予防歯科
むし歯治療の主役は患者さん自身
同じ環境で同じような食生活をしているのに、むし歯にならない人もいれば毎日きちんと歯ブラシをしているのにむし歯になる人もいます。
それは人によってむし歯のなりやすさと原因が異なるからです。
それぞれの人にあったむし歯治療・予防計画を立てる必要があります。
むし歯予防、つまりむし歯治療は生活習慣の改善です。それぞれの人の生活習慣は異なるため、それぞれの人のむし歯に罹患するリスクがどのくらいあるのかを評価します。
むし歯リスク検査(唾液検査)
問診、口腔内診査とより詳しい状況を把握するために唾液検査を行います。
ワックスを5分間咀嚼し、口の中に溜まった唾液を出し、細菌を培養します。
細菌の量や唾液の量・力を調べることができます。
- 唾液の質と量
- 唾液の緩衝能
- むし歯の経験・本数
- フッ化物の使用状況
- プラークの蓄積量
- 飲食の回数
- 飲食の種類
- ミュータンス菌(むし歯の原因菌)の数
- ラクトバチラス菌(むし歯の進行菌)の数
- 生活習慣、食習慣、趣味、嗜好
- 細菌叢 口腔衛生状態
→口腔ケア - ミュータンスレンサ球菌
→キシリトール、洗口剤 - ラクトバチラス菌
→食生活の見直し、適合のよい人工歯、メタルフリー修復 - フッ化物の利用
→1日の適正摂取量を使用、歯科医院でのフッ化物塗布 - 唾液検査値 分泌量、緩衝能(中和する力)

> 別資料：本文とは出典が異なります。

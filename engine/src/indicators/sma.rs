// Simple Moving Average (SMA) indicator implementation
use super::IndicatorCalculator;

pub struct Sma {
    name: String,
    period: usize,
}

impl Sma {
    pub fn new(period: usize) -> Self {
        Self {
            name: format!("SMA({})", period),
            period,
        }
    }
}

impl IndicatorCalculator for Sma {
    fn name(&self) -> &str {
        &self.name
    }

    fn calculate(&self, data: &[f64]) -> Vec<Option<f64>> {
        if self.period == 0 || data.len() < self.period {
            return vec![None; data.len()];
        }

        let mut results = vec![None; self.period - 1];

        let mut sum: f64 = data.iter().take(self.period).sum();
        results.push(Some(sum / self.period as f64));

        // Slide the window
        for i in self.period..data.len() {
            sum = sum - data[i - self.period] + data[i];
            results.push(Some(sum / self.period as f64));
        }
        results
    }
}

#[cfg(test)]
mod tests {
    use super::*;
    use crate::indicators::test_support::assert_option_vec_close;

    #[test]
    fn test_sma_calculation() {
        let results = Sma::new(3).calculate(&[1.0, 2.0, 3.0, 4.0, 5.0]);
        assert_option_vec_close(&results, &[None, None, Some(2.0), Some(3.0), Some(4.0)]);
    }

    #[test]
    fn test_sma_insufficient_data() {
        let results = Sma::new(3).calculate(&[1.0, 2.0]);
        assert_option_vec_close(&results, &[None, None]);
    }

    #[test]
    fn test_sma_period_one() {
        let results = Sma::new(1).calculate(&[1.0, 2.0, 3.0]);
        assert_option_vec_close(&results, &[Some(1.0), Some(2.0), Some(3.0)]);
    }

    #[test]
    fn test_sma_empty_data() {
        assert!(Sma::new(3).calculate(&[]).is_empty());
    }

    #[test]
    fn test_sma_period_zero_yields_no_values() {
        assert_eq!(Sma::new(0).calculate(&[1.0, 2.0]), vec![None, None]);
    }
}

→唾液マッサージ、潤滑剤の使用、重曹水洗口など - 力
→マウスピース(マウスガード・ナイトガード) - 歯並び
→矯正治療 - 関連全身疾患 ドライマウスなど
これらのリスクの中で高いと評価したものを改善する必要があります。
ではリスクが高いもの全てを改善しないといけないのでしょうか?
臨床疫学には「疾患とは、望ましくない多くの要因が積み重なって、あるレベルから溢れ出してしまった時に発症する」という考えがあります。
したがって、むし歯という疾患が発症しないレベルまで改善できればよいのです。
患者さんの日常生活に歪みをきたさぬよう、より効果的な改善策を患者さんと一緒に考え、毎日続けられるようにサポートします。予防処置は歯科医師の指導の下、国家資格を持つ歯科衛生士が主に行います。